Mr. Hummer cannot simultaneously claim that 2009 was the year he could have first discovered that his injuries were related to his exposure to drywall and then, when it is pointed out in a motion to dismiss that that year would run his claims afoul of the statute of limitations, pretend to ignore it. Cf. Hart Props., Inc. v. Slack, 159 So.2d 236, 238–39 (Fla.1963) (holding that litigants “are bound by the allegations of their pleadings and that admissions contained in the pleadings as between the parties themselves are accepted as facts” (quoting Carvell v. Kinsey, 87 So.2d 577, 577 (Fla.1956) )). The majority appears to make allowance for this with the observation that Mr. Hummer is a pro se litigant whose complaint will likely be clarified by the assistance of retained counsel following remand. To my reading, Mr. Hummer's complaint already paints a clear picture of the accrual of his claims.
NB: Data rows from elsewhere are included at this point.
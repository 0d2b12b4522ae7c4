//! Two-area write policy: automatic files are always rewritten, user files
//! are created once and never touched again.

use std::path::Path;

use tracing::debug;

use crate::{application::ports::Filesystem, domain::FileArea, error::ForgeResult};

/// What happened to one file.
#[derive(Debug, Clone, Copy, PartialEq, Eq)]
pub enum SaveOutcome {
    /// Automatic file, (re)written.
    Written,
    /// User file that did not exist yet.
    Created,
    /// User file left as found.
    Preserved,
}

pub struct FilePreservationPolicy<'a> {
    filesystem: &'a dyn Filesystem,
}

impl<'a> FilePreservationPolicy<'a> {
    pub fn new(filesystem: &'a dyn Filesystem) -> Self {
        Self { filesystem }
    }

    pub fn save(&self, area: FileArea, path: &Path, content: &str) -> ForgeResult<SaveOutcome> {
        match area {
            FileArea::Automatic => {
                self.write(path, content)?;
                Ok(SaveOutcome::Written)
            }
            FileArea::User if self.filesystem.exists(path) => {
                debug!(path = %path.display(), "User file exists, preserving");
                Ok(SaveOutcome::Preserved)
            }
            FileArea::User => {
                self.write(path, content)?;
                Ok(SaveOutcome::Created)
            }
        }
    }

    fn write(&self, path: &Path, content: &str) -> ForgeResult<()> {
        if let Some(parent) = path.parent() {
            self.filesystem.create_dir_all(parent)?;
        }
        self.filesystem.write_file(path, content)
    }
}

#[cfg(test)]
mod tests {
    use super::*;
    use crate::application::ports::MockFilesystem;

    #[test]
    fn existing_user_files_are_not_written() {
        let mut fs = MockFilesystem::new();
        fs.expect_exists().returning(|_| true);
        fs.expect_write_file().never();
        let policy = FilePreservationPolicy::new(&fs);
        let outcome = policy
            .save(FileArea::User, Path::new("/p/tasks/Task.cpp"), "new")
            .unwrap();
        assert_eq!(outcome, SaveOutcome::Preserved);
    }

    #[test]
    fn missing_user_files_are_created() {
        let mut fs = MockFilesystem::new();
        fs.expect_exists().returning(|_| false);
        fs.expect_create_dir_all()
            .withf(|path: &Path| path == Path::new("/p/tasks"))
            .times(1)
            .returning(|_| Ok(()));
        fs.expect_write_file().times(1).returning(|_, _| Ok(()));
        let policy = FilePreservationPolicy::new(&fs);
        assert_eq!(
            policy
                .save(FileArea::User, Path::new("/p/tasks/Task.cpp"), "new")
                .unwrap(),
            SaveOutcome::Created
        );
    }

    #[test]
    fn automatic_files_are_always_written() {
        let mut fs = MockFilesystem::new();
        fs.expect_exists().never();
        fs.expect_create_dir_all().returning(|_| Ok(()));
        fs.expect_write_file().times(1).returning(|_, _| Ok(()));
        let policy = FilePreservationPolicy::new(&fs);
        assert_eq!(
            policy
                .save(FileArea::Automatic, Path::new("/p/.orogen/tasks/TaskBase.cpp"), "x")
                .unwrap(),
            SaveOutcome::Written
        );
    }
}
I fully recognize that dismissal of a complaint under the statute of limitations should be reserved for “extraordinary circumstances,” Wishnatzki, 884 So.2d at 285, “where it is ‘inescapably clear from the face of the complaint that the suit was filed beyond the statutory period,’ ” City of Riviera Beach v. Reed, 987 So.2d 168, 170 (Fla. 4th DCA 2008) (quoting Roehner v. Atl. Coast Dev. Corp., 356 So.2d 1296, 1297 (Fla. 4th DCA 1978) ). But such is the case with Mr. Hummer's complaint. His pleading clearly and inescapably implicates the statute of limitations for his personal injury claims, just as it does for his property damage claims. Because it does, I would affirm the judgment of the circuit court in all respects.